L’os compact est modifié par la formation de cavités spéciales qui finissent par se minéraliser en déposant des couches concentriques de nouvel os. La nouvelle structure s’appelle le système de Havers. Si une coupe transversale (coupe) d’os est examinée au microscope, on verra un grand nombre de petits canaux plus ou moins parallèles à l’axe long. Ces canaux sont appelés canaux haversiens et transportent les vaisseaux sanguins et les fibres nerveuses. Autour de ces canaux se trouvent des plaques d’os et entre les plaques se trouvent de petits espaces appelés lacunes. Une cellule osseuse spéciale appelée ostéocyte se trouve dans chaque lacune. Les nutriments passent des vaisseaux sanguins dans les canaux haversiens à l’os par de petits canaux appelés canalicules.

Os médullaire (fatigue de la couche)

Une caractéristique tout à fait unique du squelette aviaire femelle est la façon dont l’oiseau dépose une réserve d’os secondaire très instable dans les cavités moelles des os pendant la période de reproduction. Cet os est appelé os médullaire et en raison de son instabilité, Fournit une source très facile de calcium pour les coquilles d’œufs. Chez une poule de production, il n’y a pas assez de calcium qui peut être absorbé à travers la paroi intestinale en une seule journée pour satisfaire les exigences de production d’une coquille d’œuf. Sans cet os médullaire, les coquilles d’œufs seraient très fines et faibles.

L’os médullaire commence à se développer environ 10 à 14 jours avant la ponte du premier œuf en raison de la présence d’œstrogènes et d’androgènes dans le sang lorsque la poulette atteint la maturité sexuelle. Cette fonction reste pendant toute la durée de sa vie de ponte. Environ deux semaines avant le début de la production d’œufs, le troupeau de poulettes doit passer de l’alimentation en croissance à l’alimentation en poules pondeuses, qui est plus riche en calcium.
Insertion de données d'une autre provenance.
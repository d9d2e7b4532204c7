//! Building the lab model out of a [`SectionTree`].

use super::document::SectionTree;
use super::entities::{ControlPlane, EsxHost, FtpEndpoint, Settings, Timeouts};
use super::ConfigError;
use crate::network::Network;
use crate::vm::VirtualMachine;
use log::{debug, info};
use serde_yaml::Value;

/// Validated networks, VMs and lab-wide settings of one document
#[derive(Debug, Clone)]
pub struct TopologyReader {
    pub ftp: FtpEndpoint,
    pub esx: EsxHost,
    pub vcenter: ControlPlane,
    pub settings: Settings,
    pub timeouts: Timeouts,
    pub networks: Vec<Network>,
    pub vms: Vec<VirtualMachine>,
}

impl TopologyReader {
    /// Parse and validate a YAML document.
    ///
    /// `ifaces_naming`, when given, replaces the `ifaces_naming` value of every
    /// VM.
    pub fn from_str(yaml: &str, ifaces_naming: Option<&str>) -> Result<Self, ConfigError> {
        let tree = SectionTree::from_str(yaml)?;
        Self::from_tree(&tree, ifaces_naming)
    }

    pub fn from_tree(tree: &SectionTree, ifaces_naming: Option<&str>) -> Result<Self, ConfigError> {
        // Lab-wide sections are validated before any entity is built
        let ftp = FtpEndpoint::from_config(tree.reserved("ftp")?).map_err(ConfigError::validation("ftp"))?;
        let esx = EsxHost::from_config(tree.reserved("esx")?).map_err(ConfigError::validation("esx"))?;
        let vcenter =
            ControlPlane::from_config(tree.reserved("esx_vcenter")?).map_err(ConfigError::validation("esx_vcenter"))?;
        let settings = Settings::from_config(tree.reserved("settings")?).map_err(ConfigError::validation("settings"))?;

        let timeouts = match tree.timeouts() {
            None | Some(Value::Null) => Timeouts::default(),
            Some(value) => serde_yaml::from_value(value.clone()).map_err(ConfigError::Timeouts)?,
        };

        let pool = settings.pool_name.as_str();
        let mut networks = Vec::new();

        for section in tree.leaves("NET") {
            let name = leaf_name(section);
            let net = Network::from_config(name, pool, &tree.resolve(section))
                .map_err(ConfigError::validation(section))?;
            debug!("Network {} from section {}", net, section);
            networks.push(net);
        }

        // Networks listed in settings but never described get the group defaults
        let net_defaults = tree.reserved("NET")?;
        for name in &settings.networks {
            if networks.iter().any(|n| &n.name == name) {
                continue;
            }
            let net = Network::from_config(name, pool, net_defaults).map_err(ConfigError::validation("NET"))?;
            debug!("Network {} from settings", net);
            networks.push(net);
        }

        let mut vms = Vec::new();
        for section in tree.leaves("VM") {
            let mut cfg = tree.resolve(section);
            if let Some(naming) = ifaces_naming {
                cfg.insert(Value::from("ifaces_naming"), Value::from(naming));
            }
            let vm = VirtualMachine::from_config(leaf_name(section), pool, &esx.datastore, &networks, &cfg)?;
            vms.push(vm);
        }

        info!(
            "Topology '{}': {} networks, {} virtual machines",
            pool,
            networks.len(),
            vms.len()
        );

        Ok(Self {
            ftp,
            esx,
            vcenter,
            settings,
            timeouts,
            networks,
            vms,
        })
    }

    pub fn network(&self, name: &str) -> Option<&Network> {
        self.networks.iter().find(|n| n.name == name)
    }

    pub fn vm(&self, name: &str) -> Option<&VirtualMachine> {
        self.vms.iter().find(|vm| vm.name == name)
    }
}

fn leaf_name(section: &str) -> &str {
    section.rsplit('.').next().unwrap_or(section)
}

#[cfg(test)]
mod tests {
    use super::*;
    use crate::vm::platform::{IfaceKind, Platform};
    use std::time::Duration;

    const LAB: &str = r#"
ftp:
  ip: 10.0.0.5
  user: build
  password: secret
  source_folder: /srv/builds
  access: scp
  target: '[datastore1] lab/vyatta.iso'
esx:
  ip: 10.0.0.2
  user: root
  name: esx1
  password: secret
  datastore: datastore1
esx_vcenter:
  ip: 10.0.0.3
  user: admin
  password: secret
settings:
  networks: [mgmt]
  pool_name: lab
NET:
  promiscuous: true
VM:
  type: vyatta
  user: vyatta
  password: vyatta
  default_gw: 10.0.0.254
  memory: 2048
  cpu: 2
  disk_space: 4096
  configuration:
    - set system ntp server 10.0.0.1
NET.lan:
  isolated: false
VM.r1:
  ifaces:
    hw0:
      net: lan
      ips: 10.0.0.1/24
"#;

    #[test]
    fn test_reads_networks_and_vms() {
        let reader = TopologyReader::from_str(LAB, None).unwrap();

        assert_eq!(reader.networks.len(), 2);
        let lan = reader.network("lan").unwrap();
        assert_eq!(lan.name_on_host, "lab_lan");
        assert!(!lan.isolated);
        // settings network built from the NET group defaults
        let mgmt = reader.network("mgmt").unwrap();
        assert!(mgmt.promiscuous);

        assert_eq!(reader.vms.len(), 1);
        let vm = reader.vm("r1").unwrap();
        assert_eq!(vm.platform, Platform::Vyatta);
        assert_eq!(vm.iface_kind, IfaceKind::Dataplane);
        assert_eq!(vm.hardware[0].network.as_deref(), Some("lab_lan"));
        assert_eq!(vm.configuration, vec!["set system ntp server 10.0.0.1"]);
        assert_eq!(reader.timeouts, Timeouts::default());
    }

    #[test]
    fn test_naming_override_applies_to_every_vm() {
        let reader = TopologyReader::from_str(LAB, Some("old")).unwrap();
        assert_eq!(reader.vm("r1").unwrap().hardware[0].name, "dp0p160p1");
    }

    #[test]
    fn test_timeouts_section() {
        let yaml = format!("{}timeouts:\n  boot: 2m\n", LAB);
        let reader = TopologyReader::from_str(&yaml, None).unwrap();
        assert_eq!(reader.timeouts.boot, Duration::from_secs(120));

        let yaml = format!("{}timeouts:\n  bogus: 2m\n", LAB);
        assert!(matches!(
            TopologyReader::from_str(&yaml, None),
            Err(ConfigError::Timeouts(_))
        ));
    }

    #[test]
    fn test_invalid_lab_section_names_section() {
        let yaml = LAB.replace("  pool_name: lab\n", "");
        let err = TopologyReader::from_str(&yaml, None).unwrap_err();
        assert!(matches!(err, ConfigError::Validation { ref section, .. } if section == "settings"));
    }

    #[test]
    fn test_unsupported_type() {
        let yaml = format!("{}VM.r2:\n  type: debian\n  ifaces:\n    hw0: {{net: lan}}\n", LAB);
        let err = TopologyReader::from_str(&yaml, None).unwrap_err();
        assert!(err.to_string().contains("debian"));
    }
}
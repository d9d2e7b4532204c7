//! The configuration document as an immutable section tree.

use super::ConfigError;
use log::debug;
use serde_yaml::{Mapping, Value};
use std::collections::BTreeMap;

/// Top-level keys every document must carry
pub const RESERVED_SECTIONS: [&str; 6] = ["ftp", "esx", "esx_vcenter", "settings", "VM", "NET"];

/// Optional reserved key holding [`Timeouts`](super::Timeouts) overrides
pub const TIMEOUTS_SECTION: &str = "timeouts";

/// Key whose list value is appended instead of overridden in `VM.*` sections
const CONFIGURATION_KEY: &str = "configuration";

/// A parsed configuration document.
///
/// Built once at load time. Resolution never mutates the tree; every call to
/// [`SectionTree::resolve`] returns a fresh merged mapping.
#[derive(Debug, Clone)]
pub struct SectionTree {
    reserved: BTreeMap<&'static str, Mapping>,
    sections: BTreeMap<String, Mapping>,
    timeouts: Option<Value>,
}

impl SectionTree {
    pub fn from_str(yaml: &str) -> Result<Self, ConfigError> {
        let value: Value = serde_yaml::from_str(yaml)?;
        Self::from_value(value)
    }

    pub fn from_value(value: Value) -> Result<Self, ConfigError> {
        let root = match value {
            Value::Mapping(m) => m,
            Value::Null => Mapping::new(),
            _ => return Err(ConfigError::NotAMapping("<document>".into())),
        };

        let mut reserved = BTreeMap::new();
        for key in RESERVED_SECTIONS {
            let section = root
                .get(key)
                .ok_or_else(|| ConfigError::MissingSection(key.to_string()))?;
            reserved.insert(key, as_section(key, section)?);
        }

        let mut sections = BTreeMap::new();
        let mut timeouts = None;
        for (key, value) in &root {
            let key = key
                .as_str()
                .ok_or_else(|| ConfigError::InvalidSectionKey(format!("{:?}", key)))?;
            if RESERVED_SECTIONS.contains(&key) {
                continue;
            }
            if key == TIMEOUTS_SECTION {
                timeouts = Some(value.clone());
                continue;
            }
            sections.insert(key.to_string(), as_section(key, value)?);
        }

        debug!("Loaded {} configuration sections", sections.len());
        Ok(Self { reserved, sections, timeouts })
    }

    /// One of [`RESERVED_SECTIONS`]
    pub fn reserved(&self, key: &str) -> Result<&Mapping, ConfigError> {
        self.reserved
            .get(key)
            .ok_or_else(|| ConfigError::MissingSection(key.to_string()))
    }

    pub fn timeouts(&self) -> Option<&Value> {
        self.timeouts.as_ref()
    }

    pub fn contains(&self, path: &str) -> bool {
        self.sections.contains_key(path)
    }

    /// A section is a leaf when no other section lives below it
    pub fn is_leaf(&self, path: &str) -> bool {
        let prefix = format!("{}.", path);
        !self.sections.keys().any(|s| s.starts_with(&prefix))
    }

    /// Leaf sections under `group` (e.g. `"VM"`), in key order
    pub fn leaves(&self, group: &str) -> Vec<&str> {
        let prefix = format!("{}.", group);
        self.sections
            .keys()
            .filter(|s| s.starts_with(&prefix) && self.is_leaf(s))
            .map(String::as_str)
            .collect()
    }

    /// Merge every ancestor of `path` into one mapping, parent first.
    ///
    /// Child keys replace parent keys. Within `VM.*` sections the
    /// `configuration` list is the exception: when parent and child both
    /// carry a list and the two differ as multisets, the result is the
    /// parent's list followed by the child's.
    pub fn resolve(&self, path: &str) -> Mapping {
        let own = self.section(path);
        let Some((parent, _)) = path.rsplit_once('.') else {
            return own;
        };

        let mut merged = self.resolve(parent);
        let inherited = merged.get(CONFIGURATION_KEY).cloned();

        for (key, value) in own {
            merged.insert(key, value);
        }

        if !path.starts_with("VM.") {
            return merged;
        }
        let combined = match (inherited, merged.get(CONFIGURATION_KEY)) {
            (Some(Value::Sequence(mut parent_cmds)), Some(Value::Sequence(child_cmds)))
                if !same_multiset(&parent_cmds, child_cmds) =>
            {
                parent_cmds.extend(child_cmds.iter().cloned());
                Some(parent_cmds)
            }
            _ => None,
        };
        if let Some(cmds) = combined {
            merged.insert(Value::from(CONFIGURATION_KEY), Value::Sequence(cmds));
        }
        merged
    }

    /// A section's own mapping; reserved group names resolve to the group
    /// defaults and missing intermediate paths to an empty mapping
    fn section(&self, path: &str) -> Mapping {
        self.sections
            .get(path)
            .or_else(|| self.reserved.get(path))
            .cloned()
            .unwrap_or_default()
    }
}

fn as_section(key: &str, value: &Value) -> Result<Mapping, ConfigError> {
    match value {
        Value::Mapping(m) => Ok(m.clone()),
        Value::Null => Ok(Mapping::new()),
        _ => Err(ConfigError::NotAMapping(key.to_string())),
    }
}

fn same_multiset(a: &[Value], b: &[Value]) -> bool {
    fn sorted_keys(items: &[Value]) -> Vec<String> {
        let mut keys: Vec<String> = items
            .iter()
            .map(|v| match v {
                Value::String(s) => s.clone(),
                other => serde_yaml::to_string(other).unwrap_or_default(),
            })
            .collect();
        keys.sort();
        keys
    }
    a.len() == b.len() && sorted_keys(a) == sorted_keys(b)
}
Si les poulettes entrent en production à un âge trop jeune, elles peuvent épuiser les réserves de calcium de l’organisme, ce qui peut entraîner des œufs à coquille plus mince et/ou une baisse de la production. Cela ne devrait pas se produire si la production est retardée à l’âge le mieux adapté à la souche de la couche.

Si un régime carencé en calcium est fourni à une pondeuse, cela épuisera son squelette en calcium et affaiblira ainsi considérablement l’oiseau. Les coquilles d’œufs deviendront également plus minces et la production diminuera jusqu’à ce qu’elle cesse complètement. Un état de paralysie, appelé fatigue de la couche de cage, peuvent être observés dans les poules pondeuses logées dans des cages de ponte. Lorsqu’elle est observée, elle est toujours associée à des oiseaux en très forte production et prend la forme d’une paralysie musculaire et d’une ostéoporose (faiblesse des os). Bien que la cause ne soit pas entièrement comprise, les oiseaux se rétablissent généralement assez rapidement lorsqu’ils sont sortis des cages et placés sur le sol pendant une courte période. Les coquilles plus faibles des œufs de poules plus âgées sont causées par une perte d’efficacité des glandes de la coquille de l’oviducte dans leur production de coquilles.

Références

Bradley, OC (1915) La structure de la volaille, A & C Black, Londres, Royaume-Uni.

Storer, TI, Stebbins, RC, Nybakken, JW et Usinger, RL (1976) Éléments de zoologie, 4e éd., McGraw Hill, New York, États-Unis.

Wilson, BW (ed) (1980) Birds, Freeman, San Francisco, États-Unis.